The effect of ECTR on lithium elimination from other body compartments is less often reported, but the decrease of lithium concentration in red blood cells (71,167,172) and cerebrospinal fluid (111,149,193) seems to parallel that from the serum. In one report, ECTR did not seem to reduce endogenous renal elimination (18). Like other small solutes (e.g., urea), there is evidence that maximizing blood flow (128,185,193), increasing effluent flow (105,128), and using a high-efficiency dialyzer (149) improve lithium clearance during ECTR.

Averaged clearance parameters (Table 5) and kinetic grading of individual patients (Table 6) confirm the high dialyzability for lithium. This is substantiated by a large number of reports where systematic measurements and correct calculations were performed, including several where lithium removal was quantified in effluent/dialysate, the preferred method for assessing dialyzability (2,206). According to the dialyzability criteria in Supplemental Table 2, the workgroup agreed that lithium was dialyzable (level of evidence=A).

Table 6:
Kinetic grading for individual patients

Lithium Rebound

Lithium rebound is defined as an increase in [Li+] observed after ECTR cessation. This phenomenon may be caused by either a redistribution of lithium from deeper compartments/red blood cells to the plasma or by ongoing absorption from the gastrointestinal tract. Postredistribution lithium rebound characteristically occurs after high-efficiency techniques; the rise in [Li+] is maximal after 6–12 hours (reaching 0.5–1.0 mEq/L) (18,47,64,70,79,89,110,111,207) and not associated with recurrent symptoms as lithium moves away from the toxic compartment (56). By contrast, rebound from ongoing absorption can occur in poisonings from extended-release formulations or patients with decreased gastrointestinal motility; they can be noticeably much greater in extent (16,68,71,72,87,91,152,178) and may be associated with recurrence of symptoms or clinical deterioration, because the absorbed drug will ultimately distribute into the CNS and other tissues. In every reported patient with lithium rebound associated with clinical deterioration, the rise was attributed to ongoing absorption of extended-release formulations (16,68,72).


(1) General Statement

We recommend ECTR in patients with severe lithium poisoning (1D).

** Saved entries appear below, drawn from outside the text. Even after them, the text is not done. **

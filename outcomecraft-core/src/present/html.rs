//! HTML table rendering

use std::fmt::Write;

use super::style::TableStyle;
use super::{COHORT_HEADERS, statistic_headers};
use crate::format::{FormatOptions, format_p_value};
use crate::record::OutcomeRecord;

/// Render one record as an embeddable HTML fragment
pub fn render_record(record: &OutcomeRecord, format: &FormatOptions, style: &TableStyle) -> String {
    let mut out = String::new();
    let cell = escape_html(&style.cell_css());

    let _ = writeln!(out, "<div class=\"outcome-table\">");
    let _ = writeln!(
        out,
        "<h3 style=\"font-family:{};\">{}</h3>",
        escape_html(&style.font_family),
        escape_html(&record.outcome_name)
    );

    // Cohort table
    let cohort_rows: Vec<Vec<String>> = record
        .cohorts
        .iter()
        .map(|c| {
            vec![
                c.name.clone(),
                c.n.to_string(),
                c.events.to_string(),
                format.risk(&c.risk),
            ]
        })
        .collect();
    write_table(&mut out, style, &cell, &COHORT_HEADERS, &cohort_rows);

    // Statistics table
    let stat_rows: Vec<Vec<String>> = record
        .stats
        .iter()
        .map(|s| {
            let mut row = vec![
                s.label.label().to_string(),
                format.statistic(&s.value),
                format.interval(&s.ci_low, &s.ci_high),
            ];
            if format.show_p_values {
                row.push(format_p_value(s.p.as_deref().unwrap_or("")));
            }
            row
        })
        .collect();
    write_table(
        &mut out,
        style,
        &cell,
        &statistic_headers(format),
        &stat_rows,
    );

    let _ = writeln!(out, "</div>");
    out
}

/// Render records as a standalone HTML page, in the given order
pub fn render_document<'a, I>(
    records: I,
    title: &str,
    format: &FormatOptions,
    style: &TableStyle,
) -> String
where
    I: IntoIterator<Item = &'a OutcomeRecord>,
{
    let mut out = String::new();
    let _ = writeln!(out, "<!DOCTYPE html>");
    let _ = writeln!(out, "<html>");
    let _ = writeln!(
        out,
        "<head><meta charset=\"utf-8\"><title>{}</title></head>",
        escape_html(title)
    );
    let _ = writeln!(out, "<body>");
    for record in records {
        out.push_str(&render_record(record, format, style));
    }
    let _ = writeln!(out, "</body>");
    let _ = writeln!(out, "</html>");
    out
}

fn write_table(
    out: &mut String,
    style: &TableStyle,
    cell_css: &str,
    headers: &[&str],
    rows: &[Vec<String>],
) {
    let _ = writeln!(out, "<table style=\"{}\">", escape_html(&style.table_css()));
    let _ = write!(
        out,
        "<thead><tr style=\"{}\">",
        escape_html(&style.header_row_css())
    );
    for header in headers {
        let _ = write!(
            out,
            "<th style=\"{}\">{}</th>",
            cell_css,
            escape_html(header)
        );
    }
    let _ = writeln!(out, "</tr></thead>");

    let _ = writeln!(out, "<tbody>");
    for (index, row) in rows.iter().enumerate() {
        let _ = write!(
            out,
            "<tr style=\"{}\">",
            escape_html(&style.body_row_css(index))
        );
        for value in row {
            let _ = write!(
                out,
                "<td style=\"{}\">{}</td>",
                cell_css,
                escape_html(value)
            );
        }
        let _ = writeln!(out, "</tr>");
    }
    let _ = writeln!(out, "</tbody>");
    let _ = writeln!(out, "</table>");
}

/// Escape text for HTML element content and double-quoted attributes
pub fn escape_html(text: &str) -> String {
    let mut escaped = String::with_capacity(text.len());
    for ch in text.chars() {
        match ch {
            '&' => escaped.push_str("&amp;"),
            '<' => escaped.push_str("&lt;"),
            '>' => escaped.push_str("&gt;"),
            '"' => escaped.push_str("&quot;"),
            '\'' => escaped.push_str("&#39;"),
            _ => escaped.push(ch),
        }
    }
    escaped
}
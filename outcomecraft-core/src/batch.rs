//! Batch processing of uploaded exports
//!
//! Files are handled one at a time, in the order given, and each has its
//! own failure domain: one bad file never aborts the rest.

use log::{info, warn};
use std::fs;
use std::io;
use std::path::Path;

use crate::config::OutcomesConfig;
use crate::error::OutcomeError;
use crate::record::OutcomeRecord;

/// Raw bytes of one uploaded export plus its file name
#[derive(Debug, Clone, PartialEq, Eq)]
pub struct UploadedFile {
    pub name: String,
    pub bytes: Vec<u8>,
}

impl UploadedFile {
    pub fn new(name: impl Into<String>, bytes: impl Into<Vec<u8>>) -> Self {
        Self {
            name: name.into(),
            bytes: bytes.into(),
        }
    }

    /// Read a file from disk, naming it by its file name
    pub fn read(path: &Path) -> io::Result<Self> {
        let bytes = fs::read(path)?;
        Ok(Self::new(display_name(path), bytes))
    }
}

/// Result of processing one file
#[derive(Debug)]
pub struct FileReport {
    pub file_name: String,
    pub outcome: Result<OutcomeRecord, OutcomeError>,
}

impl FileReport {
    pub fn record(&self) -> Option<&OutcomeRecord> {
        self.outcome.as_ref().ok()
    }

    pub fn error(&self) -> Option<&OutcomeError> {
        self.outcome.as_ref().err()
    }
}

/// Successful records, in report order
pub fn records(reports: &[FileReport]) -> Vec<OutcomeRecord> {
    reports
        .iter()
        .filter_map(FileReport::record)
        .cloned()
        .collect()
}

/// Outcome name for a file: a configured override for its stem, else the stem itself
pub fn outcome_name(file_name: &str, config: &OutcomesConfig) -> String {
    let path = Path::new(file_name);
    let stem = path
        .file_stem()
        .and_then(|s| s.to_str())
        .unwrap_or(file_name);
    config
        .outcome_name_for(stem)
        .unwrap_or(stem)
        .to_string()
}

pub(crate) fn display_name(path: &Path) -> String {
    path.file_name()
        .map(|name| name.to_string_lossy().into_owned())
        .unwrap_or_else(|| path.display().to_string())
}

pub(crate) fn log_outcome(file_name: &str, outcome: &Result<OutcomeRecord, OutcomeError>) {
    match outcome {
        Ok(record) => info!("{}: extracted '{}'", file_name, record.outcome_name),
        Err(e) => warn!("{}: {} ({}): {}", file_name, e.kind(), e.hint(), e),
    }
}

Poisoning to lithium can be life threatening, and treatment options to prevent or reverse toxic symptoms are limited (Table 7). Lithium is highly dialyzable, and data from the majority of reports showed clinical improvement when ECTR was used. ECTR, such as HD, can reduce the lithium concentration from the blood at a rate exceeding normal kidney clearance by severalfold (even with the addition of aggressive volume expansion), and although unproven, it is also likely to remove it more rapidly from the CNS where toxicity occurs. Despite the absence of randomized clinical trials and the low likelihood that these will ever be conducted, all 27 panel members strongly voted for ECTR in patients with severe lithium poisoning (median vote=9). The benefit of ECTR when lithium poisoning is severe, as defined by any of the conditions below, was deemed to significantly outweigh potential risks, complications, and costs of the procedure.

Table 7:
Executive summary of recommendations

(2) Indications for ECTR

ECTR is recommended if any of the following conditions are present (1D):ECTR is suggested if any of the following conditions are present (2D):

  • (1) If kidney function is impaired and the [Li+] is >4.0 mEq/L.
  • (2) In the presence of a decreased level of consciousness, seizures, or life-threatening dysrhythmias, irrespective of the [Li+].
  • (3) If [Li+] is >5.0 mEq/L.
  • (4) If significant confusion is present.
  • (5) If the expected time to reduce [Li+] to <1.0 mEq/L with optimal management is >36 hours.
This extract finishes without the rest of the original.